What is CPQ and How it Can Benefit Your Business

In aspects of B2B production technology is a vital component. Today, it’s all about mass customization and giving customers what they want exactly how they want it.

A product configurator is one of the most innovative solutions to answer the customized demand. For the uninitiated, a product configurator, or otherwise known as CPQ is a tool that can be used on B2C and B2B fronts.

CPQ stands for Configure, Price and Quote, which is a simplified process that makes creating configurable products much easier.

Configure. Here, the customer can work out various options and discovers the potential and constraints of mixing several materials or concepts together. This eliminates possible errors that could lead to huge losses just because one or more parts don’t fit together.

Price. A process that takes into account competitor pricing, economic benefits, manufacturing overhead expenses and others. A software can gather the necessary data and calculate the ‘price’ depending on what the customer has made and the materials that are to be used.

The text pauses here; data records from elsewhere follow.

//! Session module - per-user snapshots
//!
//! Each user owns exactly one immutable `UserSession` snapshot at a time.
//! The `SessionStore` replaces snapshots wholesale through pure
//! transformations, so a reader never observes a half-applied update:
//!
//! ```text
//!   replace(user, f) ──▶ lock(user slot) ──▶ next = f(&current) ──▶ install(next)
//! ```
//!
//! Persistence of working-directory preferences and continuation handles is
//! delegated to a `SessionRepository`; the store itself only holds memory.

mod persistence;
mod store;
mod types;

pub use persistence::{JsonSessionRepository, MemorySessionRepository, PersistedSession, SessionRepository};
pub use store::{SessionStore, Snapshot};
pub use types::{ContinuationHandle, ModeFlags, UserId, UserSession};
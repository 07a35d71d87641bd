//! Session Store - copy-on-write per-user snapshots

use std::path::PathBuf;
use std::sync::Arc;

use tracing::debug;

use super::types::{UserId, UserSession};
use crate::partition::UserPartition;

/// Shared, immutable view of a user's session
pub type Snapshot = Arc<UserSession>;

/// Holds the current snapshot for every user
pub struct SessionStore {
    slots: UserPartition<Option<Snapshot>>,
    default_working_dir: PathBuf,
}

impl SessionStore {
    pub fn new(default_working_dir: impl Into<PathBuf>) -> Self {
        Self {
            slots: UserPartition::new(),
            default_working_dir: default_working_dir.into(),
        }
    }

    /// Current snapshot, creating a default session on first access
    pub fn get_or_create(&self, user_id: UserId) -> Snapshot {
        self.slots.with(user_id, |slot| {
            slot.get_or_insert_with(|| {
                debug!(user_id, "Creating session");
                Arc::new(UserSession::new(user_id, self.default_working_dir.clone()))
            })
            .clone()
        })
    }

    /// Current snapshot without creating one
    pub fn get(&self, user_id: UserId) -> Option<Snapshot> {
        let slot = self.slots.existing(user_id)?;
        let guard = slot.lock();
        guard.clone()
    }

    /// Apply a pure transformation to the current snapshot and install the result
    ///
    /// Calls for the same user are serialized: each mutator sees the snapshot
    /// installed by the previous one, never a stale copy.
    pub fn replace<F>(&self, user_id: UserId, mutator: F) -> Snapshot
    where
        F: FnOnce(&UserSession) -> UserSession,
    {
        self.slots.with(user_id, |slot| {
            let current = slot.get_or_insert_with(|| {
                Arc::new(UserSession::new(user_id, self.default_working_dir.clone()))
            });
            let mut next = mutator(current);
            next.user_id = user_id;
            let next = Arc::new(next);
            *slot = Some(next.clone());
            next
        })
    }

    /// Drop a user's session; the next access starts from defaults
    pub fn remove(&self, user_id: UserId) -> Option<Snapshot> {
        let slot = self.slots.existing(user_id)?;
        let mut guard = slot.lock();
        guard.take()
    }

    pub fn default_working_dir(&self) -> &PathBuf {
        &self.default_working_dir
    }
}
// marketplace/src/services/mailer.rs

//! Outbound email. Delivery itself is an external concern; the server ships a
//! [`LogMailer`] that records and logs each message instead of talking to SMTP.

use async_trait::async_trait;
use parking_lot::Mutex;
use thiserror::Error;
use tracing::{info, instrument, warn};

#[derive(Debug, Clone, PartialEq, Eq)]
pub struct OutgoingEmail {
  pub to: String,
  pub from: String,
  pub subject: String,
  pub text_body: String,
}

#[derive(Debug, Clone)]
pub struct SentEmailInfo {
  pub message_id: String,
}

#[derive(Debug, Error)]
pub enum MailError {
  #[error("mail transport rejected message to {to}: {reason}")]
  Rejected { to: String, reason: String },
}

#[async_trait]
pub trait Mailer: Send + Sync {
  async fn send(&self, email: OutgoingEmail) -> Result<SentEmailInfo, MailError>;
}

/// Logs every message and keeps a copy in memory.
#[derive(Default)]
pub struct LogMailer {
  fail_sends: bool,
  outbox: Mutex<Vec<OutgoingEmail>>,
}

impl LogMailer {
  pub fn new() -> Self {
    Self::default()
  }

  /// A mailer whose every send fails, for exercising delivery errors.
  pub fn failing() -> Self {
    Self {
      fail_sends: true,
      outbox: Mutex::new(Vec::new()),
    }
  }

  pub fn sent(&self) -> Vec<OutgoingEmail> {
    self.outbox.lock().clone()
  }
}

#[async_trait]
impl Mailer for LogMailer {
  #[instrument(name = "mailer::send", skip(self, email), fields(to = %email.to, subject = %email.subject))]
  async fn send(&self, email: OutgoingEmail) -> Result<SentEmailInfo, MailError> {
    if self.fail_sends {
      warn!("Mail transport configured to fail; dropping message.");
      return Err(MailError::Rejected {
        to: email.to,
        reason: "transport unavailable".to_string(),
      });
    }

    let message_id = format!("log_email_{}", uuid::Uuid::new_v4());
    let body_preview = email.text_body.chars().take(50).collect::<String>();
    info!(%message_id, from = %email.from, %body_preview, "Email accepted for delivery.");
    self.outbox.lock().push(email);
    Ok(SentEmailInfo { message_id })
  }
}
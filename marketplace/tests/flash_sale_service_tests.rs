// tests/flash_sale_service_tests.rs
mod common;
use common::*;
use marketplace::errors::AppError;
use marketplace::models::Product;
use uuid::Uuid;

async fn product_for(fx: &Fixture, vendor: Uuid, name: &str) -> Product {
  fx.product_service()
    .create(vendor, &fx.product_fields(name), vec![])
    .await
    .unwrap()
}

#[tokio::test]
async fn owner_can_add_and_listing_embeds_the_product() {
  let fx = Fixture::new().await;
  let vendor = new_vendor();
  let product = product_for(&fx, vendor, "Lamp").await;
  let service = fx.flash_sale_service();

  let entry = service.add(vendor, Some(product.id), Some(19.99)).await.unwrap();
  assert_eq!(entry.product_id, product.id);
  assert_eq!(entry.vendor_id, vendor);
  assert_eq!(entry.new_price, 19.99);

  let listings = service.list().await.unwrap();
  assert_eq!(listings.len(), 1);
  assert_eq!(listings[0].id, entry.id);
  assert_eq!(listings[0].product, product);
}

#[tokio::test]
async fn missing_fields_or_bad_price_are_invalid_input() {
  let fx = Fixture::new().await;
  let vendor = new_vendor();
  let product = product_for(&fx, vendor, "Lamp").await;
  let service = fx.flash_sale_service();

  assert!(matches!(service.add(vendor, None, Some(5.0)).await, Err(AppError::InvalidInput(_))));
  assert!(matches!(service.add(vendor, Some(product.id), None).await, Err(AppError::InvalidInput(_))));
  assert!(matches!(
    service.add(vendor, Some(product.id), Some(0.0)).await,
    Err(AppError::InvalidInput(_))
  ));
  assert!(service.list().await.unwrap().is_empty());
}

#[tokio::test]
async fn second_add_conflicts_whoever_asks() {
  let fx = Fixture::new().await;
  let owner = new_vendor();
  let product = product_for(&fx, owner, "Lamp").await;
  let service = fx.flash_sale_service();
  service.add(owner, Some(product.id), Some(10.0)).await.unwrap();

  let err = service.add(owner, Some(product.id), Some(8.0)).await.unwrap_err();
  assert!(matches!(err, AppError::Conflict(_)));

  let err = service.add(new_vendor(), Some(product.id), Some(8.0)).await.unwrap_err();
  assert!(matches!(err, AppError::Conflict(_)));
}

#[tokio::test]
async fn add_for_someone_elses_product_is_forbidden() {
  let fx = Fixture::new().await;
  let product = product_for(&fx, new_vendor(), "Lamp").await;

  let err = fx
    .flash_sale_service()
    .add(new_vendor(), Some(product.id), Some(10.0))
    .await
    .unwrap_err();
  assert!(matches!(err, AppError::Forbidden(_)));
}

#[tokio::test]
async fn add_for_unknown_product_is_not_found() {
  let fx = Fixture::new().await;
  let err = fx
    .flash_sale_service()
    .add(new_vendor(), Some(Uuid::new_v4()), Some(10.0))
    .await
    .unwrap_err();
  assert!(matches!(err, AppError::NotFound(_)));
}

#[tokio::test]
async fn remove_checks_ownership_then_deletes() {
  let fx = Fixture::new().await;
  let owner = new_vendor();
  let product = product_for(&fx, owner, "Lamp").await;
  let service = fx.flash_sale_service();
  service.add(owner, Some(product.id), Some(10.0)).await.unwrap();

  let err = service.remove(new_vendor(), product.id).await.unwrap_err();
  assert!(matches!(err, AppError::Forbidden(_)));
  assert_eq!(service.list().await.unwrap().len(), 1);

  service.remove(owner, product.id).await.unwrap();
  assert!(service.list().await.unwrap().is_empty());

  let err = service.remove(owner, product.id).await.unwrap_err();
  assert!(matches!(err, AppError::NotFound(_)));
}

#[tokio::test]
async fn deleting_the_product_removes_its_flash_sale() {
  let fx = Fixture::new().await;
  let owner = new_vendor();
  let product = product_for(&fx, owner, "Lamp").await;
  let flash_sales = fx.flash_sale_service();
  flash_sales.add(owner, Some(product.id), Some(10.0)).await.unwrap();

  fx.product_service().delete(owner, product.id).await.unwrap();
  assert!(flash_sales.list().await.unwrap().is_empty());
}
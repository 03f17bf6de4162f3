// marketplace/src/services/category_service.rs

use std::sync::Arc;
use tracing::{info, instrument, warn};

use crate::db::{CategoryStore, StoreError};
use crate::errors::{AppError, Result as AppResult};
use crate::models::Category;

pub struct CategoryService {
  categories: Arc<dyn CategoryStore>,
}

impl CategoryService {
  pub fn new(categories: Arc<dyn CategoryStore>) -> Self {
    Self { categories }
  }

  #[instrument(name = "category_service::create", skip(self))]
  pub async fn create(&self, name: &str) -> AppResult<Category> {
    let name = name.trim();
    if name.is_empty() {
      return Err(AppError::field("name", "name is required"));
    }
    if self.categories.find_category_by_name(name).await?.is_some() {
      warn!("Category already exists.");
      return Err(AppError::Conflict("Category already exists".to_string()));
    }

    let category = self.categories.insert_category(name).await.map_err(|err| match err {
      StoreError::UniqueViolation(_) => AppError::Conflict("Category already exists".to_string()),
      other => AppError::Store(other),
    })?;
    info!(category_id = %category.id, "Category created.");
    Ok(category)
  }

  pub async fn list(&self) -> AppResult<Vec<Category>> {
    Ok(self.categories.list_categories().await?)
  }
}
// marketplace/src/models/category.rs

use chrono::{DateTime, Utc};
use serde::{Deserialize, Serialize};
use sqlx::FromRow;
use uuid::Uuid;

#[derive(Debug, Clone, Serialize, Deserialize, FromRow, PartialEq)]
pub struct Category {
  pub id: Uuid,
  pub name: String,
  pub created_at: DateTime<Utc>,
}
// marketplace/src/lib.rs

//! Multi-vendor marketplace backend: vendor product catalogue, categories,
//! flash sales and password recovery behind an actix-web REST API.

pub mod config;
pub mod db;
pub mod errors;
pub mod models;
pub mod services;
pub mod state;
pub mod validation;
pub mod web;
// marketplace/src/web/handlers/recovery_handlers.rs

use actix_web::{web, HttpResponse};
use serde::Deserialize;
use tracing::{info, instrument};

use crate::errors::AppError;
use crate::state::AppState;
use crate::web::response::ApiResponse;

#[derive(Deserialize, Debug)]
pub struct ForgotPasswordPayload {
  pub email: Option<String>,
}

#[derive(Deserialize)]
pub struct ResetPasswordPayload {
  pub email: Option<String>,
  pub token: Option<String>,
  pub password: Option<String>,
}

#[instrument(name = "handler::forgot_password", skip(app_state, payload))]
pub async fn forgot_password_handler(
  app_state: web::Data<AppState>,
  payload: web::Json<ForgotPasswordPayload>,
) -> Result<HttpResponse, AppError> {
  app_state.recovery.forgot_password(payload.email.as_deref()).await?;
  info!("Password reset link issued.");
  Ok(HttpResponse::Ok().json(ApiResponse::message("Password reset link sent to your email")))
}

#[instrument(name = "handler::reset_password", skip_all)]
pub async fn reset_password_handler(
  app_state: web::Data<AppState>,
  payload: web::Json<ResetPasswordPayload>,
) -> Result<HttpResponse, AppError> {
  app_state
    .recovery
    .reset_password(
      payload.email.as_deref(),
      payload.token.as_deref(),
      payload.password.as_deref(),
    )
    .await?;
  Ok(HttpResponse::Ok().json(ApiResponse::message("Password reset successfully")))
}
// marketplace/src/web/handlers/mod.rs

pub mod category_handlers;
pub mod flash_sale_handlers;
pub mod product_handlers;
pub mod recovery_handlers;
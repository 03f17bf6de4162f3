// marketplace/src/models/mod.rs

//! Records persisted by the store and returned by the API.

pub mod category;
pub mod flash_sale;
pub mod product;
pub mod user;

pub use category::Category;
pub use flash_sale::{FlashSaleEntry, FlashSaleListing, NewFlashSaleEntry};
pub use product::{NewProduct, Product, ProductPatch};
pub use user::{NewUser, User, UserRole};
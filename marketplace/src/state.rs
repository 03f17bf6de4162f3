// marketplace/src/state.rs

use crate::config::AppConfig;
use crate::db::Store;
use crate::services::mailer::Mailer;
use crate::services::{CategoryService, FlashSaleService, ProductService, RecoveryService};
use std::sync::Arc;

#[derive(Clone)]
pub struct AppState {
  pub config: Arc<AppConfig>,
  pub products: Arc<ProductService>,
  pub flash_sales: Arc<FlashSaleService>,
  pub categories: Arc<CategoryService>,
  pub recovery: Arc<RecoveryService>,
}

impl AppState {
  /// Wires every service to the same store handle.
  pub fn from_store<S>(store: Arc<S>, mailer: Arc<dyn Mailer>, config: Arc<AppConfig>) -> Self
  where
    S: Store + 'static,
  {
    let products = ProductService::new(store.clone(), store.clone(), config.product_settings());
    let flash_sales = FlashSaleService::new(store.clone(), store.clone());
    let categories = CategoryService::new(store.clone());
    let recovery = RecoveryService::new(store, mailer, config.recovery_settings());

    Self {
      config,
      products: Arc::new(products),
      flash_sales: Arc::new(flash_sales),
      categories: Arc::new(categories),
      recovery: Arc::new(recovery),
    }
  }
}
// marketplace/src/models/flash_sale.rs

use chrono::{DateTime, Utc};
use serde::{Deserialize, Serialize};
use sqlx::FromRow;
use uuid::Uuid;

use super::product::Product;

/// A discounted-price override attached to exactly one product.
#[derive(Debug, Clone, Serialize, Deserialize, FromRow, PartialEq)]
pub struct FlashSaleEntry {
  pub id: Uuid,
  pub product_id: Uuid,
  pub vendor_id: Uuid,
  pub new_price: f64,
  pub created_at: DateTime<Utc>,
}

#[derive(Debug, Clone, PartialEq)]
pub struct NewFlashSaleEntry {
  pub product_id: Uuid,
  pub vendor_id: Uuid,
  pub new_price: f64,
}

/// An entry together with the product it discounts.
#[derive(Debug, Clone, Serialize, PartialEq)]
pub struct FlashSaleListing {
  pub id: Uuid,
  pub vendor_id: Uuid,
  pub new_price: f64,
  pub created_at: DateTime<Utc>,
  pub product: Product,
}

impl FlashSaleListing {
  pub fn new(entry: FlashSaleEntry, product: Product) -> Self {
    Self {
      id: entry.id,
      vendor_id: entry.vendor_id,
      new_price: entry.new_price,
      created_at: entry.created_at,
      product,
    }
  }
}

Quote. Finally, a quote is sent to the interested party regarding the product they want made. The client can approve the process and have it done at the soonest possible time.

CPQ can also mean guided selling, quoting system and sales configuration depending on the department and nature of the product.

Product Configurator Benefits

Hasten the Quoting Process. In a traditional manufacturing setting, the more complex the product, the longer it takes and the more expensive it becomes. A configuration software eliminates that by having the exact thing the customer needs in just a few hours.

Eliminate Quoting Errors. Going through various configurations is not only time-consuming but expensive as well. However, a CPQ software can overcome procedural errors such as multiple cross-referencing and constraints, as well as check for pricing changes before sending the quote to the client.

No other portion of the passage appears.